脳神経外科の受診ガイド

未破裂脳動脈瘤に対する血管内治療が普及してきました

くも膜下出血に対して手術を行うかどうかは重症度で決定されます。軽症から中等症のケースでは手術が選択されることもありますが、昏睡状態に陥っているケースでは救命自体が困難となります。

くも膜下出血を発症したら、まず血圧管理、鎮痛対策、抗浮腫対策が求められます。降圧薬の静脈投与により血圧を一定に保ち、鎮静剤や鎮痛剤を投与して頭痛を軽減し、抗浮腫薬の点滴により頭蓋内圧を低下させます。

くも膜下出血の原因の大半は動脈瘤の破裂ですので、原因となった動脈瘤を突き止めるため脳血管撮影を行う必要があります。動脈瘤が確認されたら、再度の出血を防ぐため動脈瘤の頚部にクリップをかける手術(クリッピング)を行います。最近では塞栓用コイルで血管内塞栓術を行う症例も増えています。

近年は脳ドックの検査を受ける中高年が増えたことにより、未破裂動脈瘤が発見されるケースが多くなりました。未破裂脳動脈瘤が見つかったからといって全てが手術適応となるわけではありません。

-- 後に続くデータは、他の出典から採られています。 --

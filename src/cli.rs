//! Command-line interface implementation for Tron.
//! Provides argument parsing and help text formatting using clap.

use clap::{builder::NonEmptyStringValueParser, error::ErrorKind, Args as ClapArgs};
use clap::{CommandFactory, Parser, Subcommand};
use std::path::PathBuf;

use crate::catalog::TemplateKind;

/// Command-line arguments structure for Tron.
#[derive(Parser, Debug)]
#[command(author, version, about = "Tron: CLI scaffolding app", long_about = None)]
pub struct Args {
    #[command(subcommand)]
    pub command: Command,

    /// Enable verbose logging output
    #[arg(short, long, global = true)]
    pub verbose: bool,

    /// Keep going when the template is missing or the project directory
    /// already exists, reporting the condition instead of failing
    #[arg(long, global = true)]
    pub lenient: bool,

    /// Configuration file (JSON or YAML) overriding the default directories
    #[arg(long, value_name = "FILE", global = true)]
    pub config: Option<PathBuf>,

    /// Directory holding the template trees
    #[arg(long, value_name = "DIR", global = true)]
    pub templates_dir: Option<PathBuf>,

    /// Scratch directory used while the project is assembled
    #[arg(long, value_name = "DIR", global = true)]
    pub staging_dir: Option<PathBuf>,

    /// Directory in which the new project is created
    #[arg(long, value_name = "DIR", global = true)]
    pub output_root: Option<PathBuf>,
}

#[derive(Subcommand, Debug)]
pub enum Command {
    /// Creates new application template
    New {
        #[command(subcommand)]
        template: NewCommand,
    },
}

#[derive(Subcommand, Debug)]
pub enum NewCommand {
    /// Creates pure JS/CSS/HTML application.
    Basic(NameArgs),
    /// Creates new React application.
    ReactApp(NameArgs),
}

#[derive(ClapArgs, Debug)]
pub struct NameArgs {
    /// Adds an application's name.
    #[arg(short, long, value_parser = NonEmptyStringValueParser::new())]
    pub name: String,
}

impl NewCommand {
    pub fn kind(&self) -> TemplateKind {
        match self {
            NewCommand::Basic(_) => TemplateKind::Basic,
            NewCommand::ReactApp(_) => TemplateKind::ReactApp,
        }
    }

    pub fn app_name(&self) -> &str {
        match self {
            NewCommand::Basic(args) | NewCommand::ReactApp(args) => &args.name,
        }
    }
}

/// Parses command line arguments and returns the Args structure.
///
/// # Returns
/// * `Args` - Parsed command line arguments
///
/// # Exits
/// * With status code 1 if required arguments are missing
/// * With clap's default error handling for other argument errors
pub fn get_args() -> Args {
    match Args::try_parse() {
        Ok(args) => args,
        Err(e) => {
            if e.kind() == ErrorKind::MissingRequiredArgument {
                let _ = Args::command()
                    .help_template(
                        r#"{about-section}
{usage-heading} {usage}

{all-args}
{after-help}
"#,
                    )
                    .print_help();
                std::process::exit(1);
            } else {
                e.exit();
            }
        }
    }
}
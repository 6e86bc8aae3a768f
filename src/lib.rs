// Copyright 2026 The Datasmith Authors. All rights reserved.
// Use of this source code is governed by the Apache License,
// Version 2.0, that can be found in the LICENSE file.

#![forbid(unsafe_code)]

pub mod arbiter;
pub mod common;
pub mod datamodel;
pub mod diff;
pub mod history;
pub mod json;
pub mod positions;
pub mod projection;
pub mod session;
pub mod store;

#[cfg(test)]
mod json_proptest;
#[cfg(test)]
mod testutils;

pub use self::common::{Error, ErrorCode, ErrorKind, Result};
pub use self::json::{parse_document, serialize_document};
pub use self::positions::{InMemoryPositionStore, Point, PositionStore};
pub use self::session::{EngineConfig, EngineEvent, Session, SessionRegistry};
pub use self::store::ModelStore;
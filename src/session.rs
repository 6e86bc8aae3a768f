// Copyright 2026 The Datasmith Authors. All rights reserved.
// Use of this source code is governed by the Apache License,
// Version 2.0, that can be found in the LICENSE file.

//! Per-project editing sessions and the host-facing engine API.
//!
//! A `Session` owns the single canonical-model instance for one open
//! project: the store, position resolver, history, and arbiter. Mutations
//! flow in from the canvas or the text surface, and the session emits
//! events (`ProjectionChanged`, `DocumentChanged`, `DocumentInvalid`) that
//! the host drains via [`Session::poll`]. Sessions live in an explicit
//! registry keyed by project id; there is no ambient global instance.

use std::collections::{BTreeMap, HashMap};
use std::mem;
use std::time::{Duration, Instant};

use log::{debug, warn};

use crate::arbiter::{Arbiter, ChangeOrigin, Disposition, EngineState};
use crate::common::Result;
use crate::datamodel::{CanonicalItem, DiagramKind};
use crate::diff::diff_items;
use crate::history::{History, HistorySnapshot};
use crate::json::{parse_document, serialize_document};
use crate::positions::{PlacementConfig, Point, PositionResolver, PositionStore, ResolvedPosition};
use crate::projection::{Projection, build_projection};
use crate::store::ModelStore;

#[derive(Clone, Debug)]
pub struct EngineConfig {
    /// Text-editor keystrokes are debounced by this much before a parse.
    pub debounce: Duration,
    /// How long to wait for the position store before falling back to
    /// default placement.
    pub ready_timeout: Duration,
    pub placement: PlacementConfig,
    pub history_limit: usize,
}

impl Default for EngineConfig {
    fn default() -> Self {
        Self {
            debounce: Duration::from_millis(400),
            ready_timeout: Duration::from_secs(2),
            placement: PlacementConfig::default(),
            history_limit: 64,
        }
    }
}

#[derive(Clone, PartialEq, Debug)]
pub enum EngineEvent {
    /// New node/edge data for the rendering layer.
    ProjectionChanged(Projection),
    /// Serialized document to push to the text surface.
    DocumentChanged(String),
    /// The text surface currently holds an unparseable document; the last
    /// valid canonical model is retained. Never fatal.
    DocumentInvalid { reason: String },
}

pub struct Session {
    project_id: String,
    store: ModelStore,
    resolver: PositionResolver,
    position_store: Box<dyn PositionStore>,
    history: History,
    arbiter: Arbiter,
    events: Vec<EngineEvent>,
    projection_pending: bool,
    positions_loaded: bool,
    /// Next fallback grid slot; monotone per session so concurrently added
    /// items never stack.
    fallback_counter: usize,
}
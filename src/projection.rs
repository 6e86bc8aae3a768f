// Copyright 2026 The Datasmith Authors. All rights reserved.
// Use of this source code is governed by the Apache License,
// Version 2.0, that can be found in the LICENSE file.

//! Pure projection of the canonical model into renderable nodes and edges.
//!
//! No hidden state: identical inputs always produce identical output, so
//! projections can be recomputed freely during undo/redo and compared in
//! tests. The builder never mutates the model or the position map.

use std::collections::BTreeMap;

use log::debug;

use crate::datamodel::{CanonicalItem, ItemKind, get_item};
use crate::positions::{Point, ResolvedPosition};

const NODE_WIDTH: f64 = 180.0;
const NODE_HEADER_HEIGHT: f64 = 36.0;
const NODE_ROW_HEIGHT: f64 = 22.0;

#[derive(Clone, PartialEq, Debug)]
pub struct Node {
    pub id: String,
    pub kind: ItemKind,
    pub label: String,
    pub position: Point,
    /// Whether the position came from the store; fallback-placed nodes can
    /// be restyled or re-laid-out by the host.
    pub explicit_position: bool,
    pub width: f64,
    pub height: f64,
}

#[derive(Copy, Clone, PartialEq, Eq, Debug)]
pub enum EdgeKind {
    /// Attribute-level reference, e.g. a foreign key.
    Reference,
    /// Step transition from `next_steps`.
    Transition,
}

#[derive(Clone, PartialEq, Debug)]
pub struct Edge {
    pub id: String,
    pub source_id: String,
    pub target_id: String,
    /// The source attribute for reference edges.
    pub field: Option<String>,
    pub kind: EdgeKind,
}

#[derive(Clone, PartialEq, Debug, Default)]
pub struct Projection {
    pub nodes: Vec<Node>,
    pub edges: Vec<Edge>,
}

/// Build the node/edge graph for rendering. References whose target does
/// not currently exist are dropped, not errors: mid-edit documents are
/// allowed to be transiently inconsistent.
pub fn build_projection(
    items: &[CanonicalItem],
    positions: &BTreeMap<String, ResolvedPosition>,
) -> Projection {
    let mut projection = Projection::default();

    for item in items {
        let resolved = positions.get(&item.id).copied().unwrap_or(ResolvedPosition {
            point: Point::default(),
            explicit: false,
        });
        let rows = match item.kind {
            ItemKind::Entity => item.attributes.len(),
            ItemKind::Step => item.attributes.len().max(1),
        };
        projection.nodes.push(Node {
            id: item.id.clone(),
            kind: item.kind,
            label: item.id.clone(),
            position: resolved.point,
            explicit_position: resolved.explicit,
            width: NODE_WIDTH,
            height: NODE_HEADER_HEIGHT + rows as f64 * NODE_ROW_HEIGHT,
        });
    }

    for item in items {
        for attr in item.attributes.iter() {
            if let Some(reference) = &attr.reference {
                if get_item(items, &reference.target_id).is_none() {
                    debug!(
                        "dropping dangling reference {}.{} -> {}",
                        item.id, attr.name, reference.target_id
                    );
                    continue;
                }
                projection.edges.push(Edge {
                    id: format!("{}.{}->{}", item.id, attr.name, reference.target_id),
                    source_id: item.id.clone(),
                    target_id: reference.target_id.clone(),
                    field: Some(attr.name.clone()),
                    kind: EdgeKind::Reference,
                });
            }
        }
        for next in item.next_steps.iter() {
            if get_item(items, next).is_none() {
                debug!("dropping dangling transition {} -> {}", item.id, next);
                continue;
            }
            projection.edges.push(Edge {
                id: format!("{}->{}", item.id, next),
                source_id: item.id.clone(),
                target_id: next.clone(),
                field: None,
                kind: EdgeKind::Transition,
            });
        }
    }

    projection
}

#[cfg(test)]
mod tests {
    use super::*;
    use crate::testutils::TestModel;

    fn resolved(items: &[CanonicalItem]) -> BTreeMap<String, ResolvedPosition> {
        items
            .iter()
            .enumerate()
            .map(|(i, item)| {
                (
                    item.id.clone(),
                    ResolvedPosition {
                        point: Point::new(i as f64 * 100.0, 50.0),
                        explicit: i % 2 == 0,
                    },
                )
            })
            .collect()
    }

    #[test]
    fn one_node_per_item_one_edge_per_resolvable_reference() {
        let store = TestModel::new()
            .entity("consultant", &["id", "name"])
            .entity_with_fk("project", &["id"], "consultant_id", "consultant.id")
            .step("intake", &["review"])
            .step("review", &[])
            .build_store();
        let positions = resolved(store.items());

        let projection = build_projection(store.items(), &positions);
        assert_eq!(projection.nodes.len(), 4);
        assert_eq!(projection.edges.len(), 2);

        let fk_edge = &projection.edges[0];
        assert_eq!(fk_edge.kind, EdgeKind::Reference);
        assert_eq!(fk_edge.source_id, "project");
        assert_eq!(fk_edge.target_id, "consultant");
        assert_eq!(fk_edge.field.as_deref(), Some("consultant_id"));

        let transition = &projection.edges[1];
        assert_eq!(transition.kind, EdgeKind::Transition);
        assert_eq!(transition.source_id, "intake");
        assert_eq!(transition.target_id, "review");
    }

    #[test]
    fn dangling_references_dropped_silently() {
        let store = TestModel::new()
            .entity_with_fk("project", &["id"], "consultant_id", "ghost.id")
            .step("intake", &["vanished"])
            .build_store();
        let positions = resolved(store.items());

        let projection = build_projection(store.items(), &positions);
        assert_eq!(projection.nodes.len(), 2);
        assert!(projection.edges.is_empty());
    }

    #[test]
    fn node_height_scales_with_attribute_count() {
        let store = TestModel::new()
            .entity("small", &["id"])
            .entity("large", &["id", "a", "b", "c"])
            .build_store();
        let positions = resolved(store.items());

        let projection = build_projection(store.items(), &positions);
        let small = projection.nodes.iter().find(|n| n.id == "small").unwrap();
        let large = projection.nodes.iter().find(|n| n.id == "large").unwrap();
        assert!(large.height > small.height);
    }

    #[test]
    fn identical_inputs_identical_output() {
        let store = TestModel::new()
            .entity("a", &["id"])
            .entity_with_fk("b", &["id"], "a_id", "a.id")
            .build_store();
        let positions = resolved(store.items());

        let first = build_projection(store.items(), &positions);
        let second = build_projection(store.items(), &positions);
        assert_eq!(first, second);
    }

    #[test]
    fn explicit_position_flag_carried_through() {
        let store = TestModel::new().entity("a", &["id"]).build_store();
        let mut positions = BTreeMap::new();
        positions.insert(
            "a".to_string(),
            ResolvedPosition {
                point: Point::new(5.0, 6.0),
                explicit: true,
            },
        );

        let projection = build_projection(store.items(), &positions);
        assert!(projection.nodes[0].explicit_position);
        assert_eq!(projection.nodes[0].position, Point::new(5.0, 6.0));
    }
}
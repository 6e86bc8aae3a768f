// Copyright 2026 The Datasmith Authors. All rights reserved.
// Use of this source code is governed by the Apache License,
// Version 2.0, that can be found in the LICENSE file.

//! Structural diffing of two canonical snapshots.
//!
//! The arbiter uses this to gate expensive work: a text edit that parses to
//! a structurally identical model (whitespace, key reordering, transition
//! reordering) must not reset layout, push history, or re-project.

use std::collections::BTreeMap;

use crate::datamodel::{CanonicalItem, structurally_equal};

#[derive(Clone, Debug, Default, PartialEq, Eq)]
pub struct StructuralDiff {
    pub added: Vec<String>,
    pub removed: Vec<String>,
    pub modified: Vec<String>,
}

impl StructuralDiff {
    pub fn is_empty(&self) -> bool {
        self.added.is_empty() && self.removed.is_empty() && self.modified.is_empty()
    }
}

/// Compare two snapshots keyed by id, ignoring item order. Ids are reported
/// in sorted order so diff results are deterministic.
pub fn diff_items(old: &[CanonicalItem], new: &[CanonicalItem]) -> StructuralDiff {
    let old_by_id: BTreeMap<&str, &CanonicalItem> =
        old.iter().map(|item| (item.id.as_str(), item)).collect();
    let new_by_id: BTreeMap<&str, &CanonicalItem> =
        new.iter().map(|item| (item.id.as_str(), item)).collect();

    let mut diff = StructuralDiff::default();

    for (id, new_item) in new_by_id.iter() {
        match old_by_id.get(id) {
            None => diff.added.push(id.to_string()),
            Some(old_item) => {
                if !structurally_equal(old_item, new_item) {
                    diff.modified.push(id.to_string());
                }
            }
        }
    }

    for id in old_by_id.keys() {
        if !new_by_id.contains_key(id) {
            diff.removed.push(id.to_string());
        }
    }

    diff
}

大部分を占める小さな動脈瘤は、手術の必要はなく、定期的な検査で増大傾向がないかを経過観察すればよいとされています。

最近では。未破裂動脈瘤に対しては、患者の負担が小さく、開頭手術よりも合併症のリスクが低い血管内治療が普及しています。血管内治療は、血管内から動脈瘤内に塞栓物質を充填して血流を遮断するので、開頭によるクリッピングに比べて患者の負担が軽減されています。